PROMPT:
Keeping every character intact, repeat the whole listing.

RECORDS FOR THE EXERCISE:
use crate::block_device::{BlockDevice, StreamDirection, StreamHandle};
use crate::error::BlockDeviceError;

struct Stream {
    handle: StreamHandle,
    dir: StreamDirection,
    /// Byte range still to move, as absolute offsets into the backing store.
    pos: usize,
    end: usize,
}

/// Block device over a caller-provided byte slice. Handy as a scratch disk and as
/// a reference implementation of the streaming interface.
pub struct RamDisk<'a> {
    backing: &'a mut [u8],
    streaming: bool,
    stream: Option<Stream>,
    next_handle: u32,
    #[cfg(test)]
    pub(crate) fail_block_reads: u32,
    #[cfg(test)]
    pub(crate) fail_stream_after: Option<usize>,
}

impl<'a> RamDisk<'a> {
    pub const BLOCK_SIZE: usize = 512;

    /// Whole-block access only. Any trailing partial block of `backing` is unused.
    pub fn new(backing: &'a mut [u8]) -> RamDisk<'a> {
        RamDisk {
            backing,
            streaming: false,
            stream: None,
            next_handle: 1,
            #[cfg(test)]
            fail_block_reads: 0,
            #[cfg(test)]
            fail_stream_after: None,
        }
    }

    /// Also serves transfers through the streaming calls.
    pub fn with_streaming(backing: &'a mut [u8]) -> RamDisk<'a> {
        let mut disk = RamDisk::new(backing);
        disk.streaming = true;
        disk
    }

    pub fn as_slice(&self) -> &[u8] { self.backing }

    fn range(&self, lba: u32) -> Result<core::ops::Range<usize>, BlockDeviceError> {
        if lba >= self.blocks() {
            return Err(BlockDeviceError::InvalidAddress);
        }
        let start = lba as usize * Self::BLOCK_SIZE;
        Ok(start..start + Self::BLOCK_SIZE)
    }

    fn stream_mut(&mut self, handle: StreamHandle, dir: StreamDirection) -> Result<&mut Stream, BlockDeviceError> {
        match self.stream.as_mut() {
            Some(s) if s.handle == handle && s.dir == dir => Ok(s),
            _ => Err(BlockDeviceError::BadDescriptor),
        }
    }

    #[cfg(test)]
    fn stream_fault(&mut self, moved: usize) -> Result<(), BlockDeviceError> {
        match self.fail_stream_after {
            Some(budget) if moved > budget => Err(BlockDeviceError::Io),
            Some(budget) => {
                self.fail_stream_after = Some(budget - moved);
                Ok(())
            }
            None => Ok(()),
        }
    }

    #[cfg(not(test))]
    fn stream_fault(&mut self, _moved: usize) -> Result<(), BlockDeviceError> { Ok(()) }
}

impl BlockDevice for RamDisk<'_> {
    const BLOCK_BYTES: usize = RamDisk::BLOCK_SIZE;

    fn blocks(&self) -> u32 { (self.backing.len() / Self::BLOCK_BYTES) as u32 }

    fn read_block(&mut self, lba: u32, block: &mut [u8]) -> Result<(), BlockDeviceError> {
        #[cfg(test)]
        if self.fail_block_reads > 0 {
            self.fail_block_reads -= 1;
            return Err(BlockDeviceError::Io);
        }
        let range = self.range(lba)?;
        block[..Self::BLOCK_BYTES].copy_from_slice(&self.backing[range]);
        Ok(())
    }

    fn write_block(&mut self, lba: u32, block: &[u8]) -> Result<(), BlockDeviceError> {
        let range = self.range(lba)?;
        self.backing[range].copy_from_slice(&block[..Self::BLOCK_BYTES]);
        Ok(())
    }

    fn open(&mut self, lba: u32, count: u32, dir: StreamDirection) -> Option<StreamHandle> {
        if !self.streaming || self.stream.is_some() {
            return None;
        }
        let end = lba.checked_add(count)?;
        if count == 0 || end > self.blocks() {
            return None;
        }
        let handle = StreamHandle(self.next_handle);
        self.next_handle = self.next_handle.wrapping_add(1);
        self.stream = Some(Stream {
            handle,
            dir,
            pos: lba as usize * Self::BLOCK_BYTES,
            end: end as usize * Self::BLOCK_BYTES,
        });
        Some(handle)
    }

    fn read(&mut self, stream: StreamHandle, buf: &mut [u8]) -> Result<usize, BlockDeviceError> {
        let s = self.stream_mut(stream, StreamDirection::Read)?;
        let n = buf.len().min(s.end - s.pos);
        let start = s.pos;
        s.pos += n;
        self.stream_fault(n)?;
        buf[..n].copy_from_slice(&self.backing[start..start + n]);
        Ok(n)
    }

    fn write(&mut self, stream: StreamHandle, data: &[u8]) -> Result<usize, BlockDeviceError> {
        let s = self.stream_mut(stream, StreamDirection::Write)?;
        let n = data.len().min(s.end - s.pos);
        let start = s.pos;
        s.pos += n;
        self.stream_fault(n)?;
        self.backing[start..start + n].copy_from_slice(&data[..n]);
        Ok(n)
    }

    fn close(&mut self, stream: StreamHandle) {
        if self.stream.as_ref().map(|s| s.handle) == Some(stream) {
            self.stream = None;
        }
    }
}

ANSWER SPACE:
use crate::block_device::{BlockDevice, StreamDirection, StreamHandle};
use crate::error::BlockDeviceError;

struct Stream {
    handle: StreamHandle,
    dir: StreamDirection,
    /// Byte range still to move, as absolute offsets into the backing store.
    pos: usize,
    end: usize,
}

/// Block device over a caller-provided byte slice. Handy as a scratch disk and as
/// a reference implementation of the streaming interface.
pub struct RamDisk<'a> {
    backing: &'a mut [u8],
    streaming: bool,
    stream: Option<Stream>,
    next_handle: u32,
    #[cfg(test)]
    pub(crate) fail_block_reads: u32,
    #[cfg(test)]
    pub(crate) fail_stream_after: Option<usize>,
}

impl<'a> RamDisk<'a> {
    pub const BLOCK_SIZE: usize = 512;

    /// Whole-block access only. Any trailing partial block of `backing` is unused.
    pub fn new(backing: &'a mut [u8]) -> RamDisk<'a> {
        RamDisk {
            backing,
            streaming: false,
            stream: None,
            next_handle: 1,
            #[cfg(test)]
            fail_block_reads: 0,
            #[cfg(test)]
            fail_stream_after: None,
        }
    }

    /// Also serves transfers through the streaming calls.
    pub fn with_streaming(backing: &'a mut [u8]) -> RamDisk<'a> {
        let mut disk = RamDisk::new(backing);
        disk.streaming = true;
        disk
    }

    pub fn as_slice(&self) -> &[u8] { self.backing }

    fn range(&self, lba: u32) -> Result<core::ops::Range<usize>, BlockDeviceError> {
        if lba >= self.blocks() {
            return Err(BlockDeviceError::InvalidAddress);
        }
        let start = lba as usize * Self::BLOCK_SIZE;
        Ok(start..start + Self::BLOCK_SIZE)
    }

    fn stream_mut(&mut self, handle: StreamHandle, dir: StreamDirection) -> Result<&mut Stream, BlockDeviceError> {
        match self.stream.as_mut() {
            Some(s) if s.handle == handle && s.dir == dir => Ok(s),
            _ => Err(BlockDeviceError::BadDescriptor),
        }
    }

    #[cfg(test)]
    fn stream_fault(&mut self, moved: usize) -> Result<(), BlockDeviceError> {
        match self.fail_stream_after {
            Some(budget) if moved > budget => Err(BlockDeviceError::Io),
            Some(budget) => {
                self.fail_stream_after = Some(budget - moved);
                Ok(())
            }
            None => Ok(()),
        }
    }

    #[cfg(not(test))]
    fn stream_fault(&mut self, _moved: usize) -> Result<(), BlockDeviceError> { Ok(()) }
}

impl BlockDevice for RamDisk<'_> {
    const BLOCK_BYTES: usize = RamDisk::BLOCK_SIZE;

    fn blocks(&self) -> u32 { (self.backing.len() / Self::BLOCK_BYTES) as u32 }

    fn read_block(&mut self, lba: u32, block: &mut [u8]) -> Result<(), BlockDeviceError> {
        #[cfg(test)]
        if self.fail_block_reads > 0 {
            self.fail_block_reads -= 1;
            return Err(BlockDeviceError::Io);
        }
        let range = self.range(lba)?;
        block[..Self::BLOCK_BYTES].copy_from_slice(&self.backing[range]);
        Ok(())
    }

    fn write_block(&mut self, lba: u32, block: &[u8]) -> Result<(), BlockDeviceError> {
        let range = self.range(lba)?;
        self.backing[range].copy_from_slice(&block[..Self::BLOCK_BYTES]);
        Ok(())
    }

    fn open(&mut self, lba: u32, count: u32, dir: StreamDirection) -> Option<StreamHandle> {
        if !self.streaming || self.stream.is_some() {
            return None;
        }
        let end = lba.checked_add(count)?;
        if count == 0 || end > self.blocks() {
            return None;
        }
        let handle = StreamHandle(self.next_handle);
        self.next_handle = self.next_handle.wrapping_add(1);
        self.stream = Some(Stream {
            handle,
            dir,
            pos: lba as usize * Self::BLOCK_BYTES,
            end: end as usize * Self::BLOCK_BYTES,
        });
        Some(handle)
    }

    fn read(&mut self, stream: StreamHandle, buf: &mut [u8]) -> Result<usize, BlockDeviceError> {
        let s = self.stream_mut(stream, StreamDirection::Read)?;
        let n = buf.len().min(s.end - s.pos);
        let start = s.pos;
        s.pos += n;
        self.stream_fault(n)?;
        buf[..n].copy_from_slice(&self.backing[start..start + n]);
        Ok(n)
    }

    fn write(&mut self, stream: StreamHandle, data: &[u8]) -> Result<usize, BlockDeviceError> {
        let s = self.stream_mut(stream, StreamDirection::Write)?;
        let n = data.len().min(s.end - s.pos);
        let start = s.pos;
        s.pos += n;
        self.stream_fault(n)?;
        self.backing[start..start + n].copy_from_slice(&data[..n]);
        Ok(n)
    }

    fn close(&mut self, stream: StreamHandle) {
        if self.stream.as_ref().map(|s| s.handle) == Some(stream) {
            self.stream = None;
        }
    }
}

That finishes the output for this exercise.